When I tried to curl to the server curl -d '{"instances": [[1, 2]]}' -X POST http://localhost:8501/v1/models/test:predict

it showed

2024-09-02 02:25:29.165327: I tensorflow_serving/model_servers/server.cc:444] Exporting HTTP/REST API at: localhost:8501 ... 2024-09-02 02:25:35.124627: I external/org_tensorflow/tensorflow/core/framework/local_rendezvous.cc:404] Local rendezvous is aborting with status: FAILED_PRECONDITION: Could not find variable test_4/embeddings. This could mean that the variable has been deleted. In TF1, it can also mean the variable is uninitialized. Debug info: container=localhost, status error message=Resource localhost/test_4/embeddings/N10tensorflow3VarE does not exist. [[{{function_node __inference_serving_5353}}{{node embedding_4_1/GatherV2/ReadVariableOp}}]] 2024-09-02 02:25:35.125551: I external/org_tensorflow/tensorflow/core/framework/local_rendezvous.cc:404] Local rendezvous is aborting with status: ABORTED: Stopping remaining executors.

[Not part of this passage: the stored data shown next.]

//! Streams a `multipart/form-data` post upload into the staging directory.

use crate::ingest::staging::{StagedUploads, UploadStore};
use crate::ingest::{IngestError, UploadField};
use axum::extract::Multipart;
use axum::extract::multipart::{Field, MultipartError};
use axum::http::StatusCode;
use tracing::warn;

const TITLE_FIELD: &str = "title";
const OWNER_FIELD: &str = "ownerId";

pub struct UploadForm {
    pub uploads: StagedUploads,
    pub title: Option<String>,
    pub owner_id: Option<i64>,
}

/// Reads every field of the form. On failure the files staged so far are
/// deleted before the error is returned.
pub async fn read_upload_form(
    store: &UploadStore,
    multipart: &mut Multipart,
) -> Result<UploadForm, IngestError> {
    let mut uploads = store.begin();
    let mut title = None;
    let mut owner_id = None;

    let result = read_fields(store, multipart, &mut uploads, &mut title, &mut owner_id).await;
    match result {
        Ok(()) => Ok(UploadForm {
            uploads,
            title,
            owner_id,
        }),
        Err(error) => {
            for (path, failure) in uploads.discard_all().await {
                warn!(path = %path.display(), error = %failure, "Failed to remove staged upload");
            }
            Err(error)
        }
    }
}

async fn read_fields(
    store: &UploadStore,
    multipart: &mut Multipart,
    uploads: &mut StagedUploads,
    title: &mut Option<String>,
    owner_id: &mut Option<i64>,
) -> Result<(), IngestError> {
    let limit = store.limits().max_file_bytes;

    while let Some(mut field) = multipart
        .next_field()
        .await
        .map_err(|error| form_error("form", limit, error))?
    {
        let name = field.name().unwrap_or_default().to_string();

        match name.as_str() {
            TITLE_FIELD => {
                let value = field
                    .text()
                    .await
                    .map_err(|error| form_error(TITLE_FIELD, limit, error))?;
                *title = Some(value);
            }
            OWNER_FIELD => {
                let value = field
                    .text()
                    .await
                    .map_err(|error| form_error(OWNER_FIELD, limit, error))?;
                let parsed = value.trim().parse::<i64>().map_err(|_| {
                    IngestError::validation(OWNER_FIELD, "must be an integer")
                })?;
                *owner_id = Some(parsed);
            }
            other => {
                let upload = UploadField::from_name(other).ok_or_else(|| {
                    IngestError::validation(
                        if other.is_empty() { "form" } else { other },
                        "unexpected multipart field",
                    )
                })?;
                stage_field(store, uploads, upload, &mut field, limit).await?;
            }
        }
    }

    Ok(())
}

async fn stage_field(
    store: &UploadStore,
    uploads: &mut StagedUploads,
    upload: UploadField,
    field: &mut Field<'_>,
    limit: u64,
) -> Result<(), IngestError> {
    let original_name = field.file_name().unwrap_or_default().to_string();
    let mime_type = field.content_type().map(str::to_string);

    let mut writer = store
        .open(uploads, upload, &original_name, mime_type.as_deref())
        .await?;
    while let Some(chunk) = field
        .chunk()
        .await
        .map_err(|error| form_error(upload.name(), limit, error))?
    {
        writer.write_chunk(&chunk).await?;
    }
    writer.finish(uploads).await?;

    Ok(())
}

fn form_error(field: &str, limit: u64, error: MultipartError) -> IngestError {
    if error.status() == StatusCode::PAYLOAD_TOO_LARGE {
        IngestError::TooLarge {
            field: field.to_string(),
            limit,
        }
    } else {
        IngestError::validation(field, error.body_text())
    }
}
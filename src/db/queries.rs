pub const CREATE_POSTS: &str = r#"
CREATE TABLE IF NOT EXISTS posts (
  id         INTEGER PRIMARY KEY AUTOINCREMENT,
  title      TEXT NOT NULL CHECK (length(trim(title)) > 0),
  content    TEXT NOT NULL,
  image_url  TEXT,
  created_at TEXT NOT NULL,
  owner_id   INTEGER NOT NULL
);
"#;

pub const CREATE_ACTIVITIES: &str = r#"
CREATE TABLE IF NOT EXISTS activities (
  id       INTEGER PRIMARY KEY AUTOINCREMENT,
  date     TEXT NOT NULL,
  count    INTEGER NOT NULL DEFAULT 0 CHECK (count >= 0),
  owner_id INTEGER NOT NULL
);
"#;

pub const CREATE_PROFILES: &str = r#"
CREATE TABLE IF NOT EXISTS profiles (
  id                INTEGER PRIMARY KEY AUTOINCREMENT,
  name              TEXT NOT NULL,
  alias             TEXT,
  avatar            TEXT,
  github            TEXT,
  website           TEXT,
  personality_type  TEXT,
  personality_title TEXT,
  owner_id          INTEGER NOT NULL
);
"#;

pub const CREATE_PROJECTS: &str = r#"
CREATE TABLE IF NOT EXISTS projects (
  id              INTEGER PRIMARY KEY AUTOINCREMENT,
  name            TEXT NOT NULL,
  description     TEXT NOT NULL,
  icon            TEXT NOT NULL,
  icon_background TEXT NOT NULL,
  owner_id        INTEGER NOT NULL
);
"#;

pub const CREATE_TECH_STACKS: &str = r#"
CREATE TABLE IF NOT EXISTS tech_stacks (
  id         INTEGER PRIMARY KEY AUTOINCREMENT,
  name       TEXT NOT NULL,
  icon       TEXT NOT NULL,
  background TEXT NOT NULL,
  owner_id   INTEGER NOT NULL
);
"#;

pub const CREATE_INTERESTS: &str = r#"
CREATE TABLE IF NOT EXISTS interests (
  id          INTEGER PRIMARY KEY AUTOINCREMENT,
  name        TEXT NOT NULL,
  description TEXT NOT NULL,
  icon        TEXT NOT NULL,
  owner_id    INTEGER NOT NULL
);
"#;

pub const CREATE_CONTACTS: &str = r#"
CREATE TABLE IF NOT EXISTS contacts (
  id         INTEGER PRIMARY KEY AUTOINCREMENT,
  name       TEXT NOT NULL,
  email      TEXT NOT NULL,
  subject    TEXT NOT NULL,
  message    TEXT NOT NULL,
  created_at TEXT NOT NULL,
  is_read    INTEGER NOT NULL DEFAULT 0
);
"#;

pub const CREATE_COMMENTS: &str = r#"
CREATE TABLE IF NOT EXISTS comments (
  id          INTEGER PRIMARY KEY AUTOINCREMENT,
  post_id     INTEGER NOT NULL,
  name        TEXT NOT NULL,
  email       TEXT NOT NULL,
  content     TEXT NOT NULL,
  created_at  TEXT NOT NULL,
  is_approved INTEGER NOT NULL DEFAULT 0
);
"#;

pub const INDEX_POSTS_CREATED_AT: &str =
    "CREATE INDEX IF NOT EXISTS idx_posts_created_at ON posts(created_at);";

pub const INDEX_ACTIVITIES_OWNER_DATE: &str =
    "CREATE INDEX IF NOT EXISTS idx_activities_owner_date ON activities(owner_id, date);";

pub const INDEX_COMMENTS_POST: &str =
    "CREATE INDEX IF NOT EXISTS idx_comments_post ON comments(post_id, created_at);";

pub const POST_COLUMNS: &str = "id, title, content, image_url, created_at, owner_id";
pub const PROFILE_COLUMNS: &str =
    "id, name, alias, avatar, github, website, personality_type, personality_title, owner_id";
pub const CONTACT_COLUMNS: &str = "id, name, email, subject, message, created_at, is_read";
pub const COMMENT_COLUMNS: &str = "id, post_id, name, email, content, created_at, is_approved";

pub fn schema_statements() -> Vec<&'static str> {
    vec![
        CREATE_POSTS,
        CREATE_ACTIVITIES,
        CREATE_PROFILES,
        CREATE_PROJECTS,
        CREATE_TECH_STACKS,
        CREATE_INTERESTS,
        CREATE_CONTACTS,
        CREATE_COMMENTS,
        INDEX_POSTS_CREATED_AT,
        INDEX_ACTIVITIES_OWNER_DATE,
        INDEX_COMMENTS_POST,
    ]
}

la-serene commented 3 weeks ago

I encountered a similar problem while working on another project. The issue is fixed when I use ExportArchive class to save model and add model weight to the ExportArchive instance.

export_archive = ExportArchive()
export_archive.track(model)
export_archive.add_endpoint(
    "translate",
    model.translate
)
export_archive.add_variable_collection("my_vars", model.weights)
export_archive.write_out("nmt")

I haven't working on this issue yet, but I suppose the solution is the same. However, I still couldn't figure out why model weights was not loaded by saving as tf.saved_model.save(t, "test", signatures={'serving_default': t.serving}) even though they could be inspected by reloading.